# Logistic Regression with Scikit Learn - Machine Learning with Python

This tutorial is a part of Zero to Data Science Bootcamp by Jovian and Machine Learning with Python: Zero to GBMs

The following topics are covered in this tutorial:

- Downloading a real-world dataset from Kaggle
- Exploratory data analysis and visualization
- Splitting a dataset into training, validation & test sets
- Filling/imputing missing values in numeric columns
- Scaling numeric features to a $(0,1)$ range
- Encoding categorical columns as one-hot vectors
- Training a logistic regression model using Scikit-learn
- Evaluating a model using a validation set and test set
- Saving a model to disk and loading it back

### Problem Statement

This tutorial takes a practical and coding-focused approach.
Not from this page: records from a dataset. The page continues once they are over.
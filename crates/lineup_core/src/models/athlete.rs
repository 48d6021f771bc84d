use super::money::Price;
use super::position::{position_label, PositionId, Role};
use serde::{Deserialize, Serialize};
use std::collections::HashMap;

pub type AthleteId = u32;
pub type ClubId = u32;

/// A selectable player as listed for the current round.
#[derive(Debug, Clone, PartialEq, Serialize, Deserialize)]
pub struct Athlete {
    pub id: AthleteId,
    pub name: String,
    #[serde(default)]
    pub nickname: Option<String>,
    #[serde(default)]
    pub position_id: Option<PositionId>,
    #[serde(default)]
    pub club_id: Option<ClubId>,
    /// Missing prices cost nothing against the budget.
    #[serde(default)]
    pub price: Option<Price>,
}

impl Athlete {
    /// Nickname when present and non-blank, otherwise the registered name.
    pub fn display_name(&self) -> &str {
        match self.nickname.as_deref().map(str::trim) {
            Some(nick) if !nick.is_empty() => nick,
            _ => &self.name,
        }
    }

    /// Price as counted against the budget.
    pub fn cost(&self) -> Price {
        self.price.unwrap_or(Price::ZERO)
    }

    pub fn price_label(&self) -> String {
        Price::label(self.price)
    }

    pub fn position_label(&self) -> &'static str {
        self.position_id.and_then(position_label).unwrap_or("-")
    }
}

/// An athlete paired with its role, classified once when the pool is built.
#[derive(Debug, Clone, PartialEq)]
pub struct Candidate {
    pub athlete: Athlete,
    pub role: Role,
}

impl Candidate {
    pub fn new(athlete: Athlete) -> Self {
        let role = Role::classify(athlete.position_id);
        Self { athlete, role }
    }

    #[inline]
    pub fn id(&self) -> AthleteId {
        self.athlete.id
    }

    #[inline]
    pub fn cost(&self) -> Price {
        self.athlete.cost()
    }
}

/// Immutable snapshot of the purchasable players for one selection session.
///
/// Athletes without a selectable role (coach, missing position) are dropped
/// on construction. Source order is preserved for display.
#[derive(Debug, Clone, Default)]
pub struct CandidatePool {
    candidates: Vec<Candidate>,
    index: HashMap<AthleteId, usize>,
    excluded: usize,
}

impl CandidatePool {
    pub fn new(athletes: Vec<Athlete>) -> Self {
        let mut pool = CandidatePool::default();

        for athlete in athletes {
            let candidate = Candidate::new(athlete);
            if !candidate.role.is_selectable() {
                pool.excluded += 1;
                continue;
            }
            if pool.index.contains_key(&candidate.id()) {
                tracing::warn!(athlete_id = candidate.id(), "duplicate athlete in roster, keeping first");
                pool.excluded += 1;
                continue;
            }
            pool.index.insert(candidate.id(), pool.candidates.len());
            pool.candidates.push(candidate);
        }

        tracing::debug!(
            candidates = pool.candidates.len(),
            excluded = pool.excluded,
            "candidate pool built"
        );
        pool
    }

    pub fn get(&self, id: AthleteId) -> Option<&Candidate> {
        self.index.get(&id).map(|&i| &self.candidates[i])
    }

    pub fn contains(&self, id: AthleteId) -> bool {
        self.index.contains_key(&id)
    }

    pub fn iter(&self) -> impl Iterator<Item = &Candidate> {
        self.candidates.iter()
    }

    pub fn by_role(&self, role: Role) -> impl Iterator<Item = &Candidate> {
        self.candidates.iter().filter(move |c| c.role == role)
    }

    pub fn len(&self) -> usize {
        self.candidates.len()
    }

    pub fn is_empty(&self) -> bool {
        self.candidates.is_empty()
    }

    /// Roster entries dropped as unselectable or duplicate.
    pub fn excluded(&self) -> usize {
        self.excluded
    }
}

#[cfg(test)]
mod tests {
    use super::*;

    fn athlete(id: AthleteId, position_id: Option<PositionId>) -> Athlete {
        Athlete {
            id,
            name: format!("Player {}", id),
            nickname: None,
            position_id,
            club_id: Some(262),
            price: Some(Price::from_units(5)),
        }
    }

    #[test]
    fn test_pool_drops_coach_and_unpositioned() {
        let pool = CandidatePool::new(vec![
            athlete(1, Some(1)),
            athlete(2, Some(6)),
            athlete(3, None),
            athlete(4, Some(3)),
        ]);

        assert_eq!(pool.len(), 2);
        assert_eq!(pool.excluded(), 2);
        assert!(pool.get(2).is_none());
        assert_eq!(pool.get(4).map(|c| c.role), Some(Role::Defender));
    }

    #[test]
    fn test_pool_keeps_first_duplicate_and_order() {
        let mut dup = athlete(1, Some(5));
        dup.name = "Impostor".into();
        let pool = CandidatePool::new(vec![athlete(7, Some(4)), athlete(1, Some(1)), dup]);

        let ids: Vec<_> = pool.iter().map(Candidate::id).collect();
        assert_eq!(ids, vec![7, 1]);
        assert_eq!(pool.get(1).unwrap().role, Role::Goalkeeper);
        assert_eq!(pool.by_role(Role::Midfielder).count(), 1);
    }

    #[test]
    fn test_display_helpers() {
        let mut a = athlete(9, Some(5));
        assert_eq!(a.display_name(), "Player 9");
        a.nickname = Some("  ".into());
        assert_eq!(a.display_name(), "Player 9");
        a.nickname = Some("Gabigol".into());
        assert_eq!(a.display_name(), "Gabigol");
        assert_eq!(a.position_label(), "Atacante");

        a.price = None;
        assert_eq!(a.cost(), Price::ZERO);
        assert_eq!(a.price_label(), "unknown");
    }

    #[test]
    fn test_athlete_json_shape() {
        let a: Athlete = serde_json::from_str(
            r#"{"id": 42, "name": "Fulano", "nickname": null, "position_id": 2, "club_id": null, "price": 7.35}"#,
        )
        .unwrap();
        assert_eq!(a.price, Some(Price::from_cents(735)));
        assert_eq!(a.club_id, None);

        let minimal: Athlete = serde_json::from_str(r#"{"id": 1, "name": "X"}"#).unwrap();
        assert_eq!(minimal.position_id, None);
        assert_eq!(minimal.price, None);
    }
}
We'll learn how to apply *logistic regression* to a real-world dataset from Kaggle:

QUESTION: The Rain in Australia dataset contains about 10 years of daily weather observations from numerous Australian weather stations. Here's a small sample from the dataset:As a data scientist at the Bureau of Meteorology, you are tasked with creating a fully-automated system that can use today's weather data for a given location to predict whether it will rain at the location tomorrow.

### Linear Regression vs. Logistic Regression

In the previous tutorial, we attempted to predict a person's annual medical charges using *linear regression*. In this tutorial, we'll use *logistic regression*, which is better suited for *classification* problems like predicting whether it will rain tomorrow. Identifying whether a given problem is a *classfication* or *regression* problem is an important first step in machine learning.

#### Classification Problems

Problems where each input must be assigned a discrete category (also called label or class) are known as *classification problems*.

Here are some examples of classification problems:

- Rainfall prediction: Predicting whether it will rain tomorrow using today's weather data (classes are "Will Rain" and "Will Not Rain")
- Breast cancer detection: Predicting whether a tumor is "benign" (noncancerous) or "malignant" (cancerous) using information like its radius, texture etc.
- Loan Repayment Prediction - Predicting whether applicants will repay a home loan based on factors like age, income, loan amount, no. of children etc.
- Handwritten Digit Recognition - Identifying which digit from 0 to 9 a picture of handwritten text represents.

Can you think of some more classification problems?

EXERCISE: Replicate the steps followed in this tutorial with each of the above datasets.

Classification problems can be binary (yes/no) or multiclass (picking one of many classes).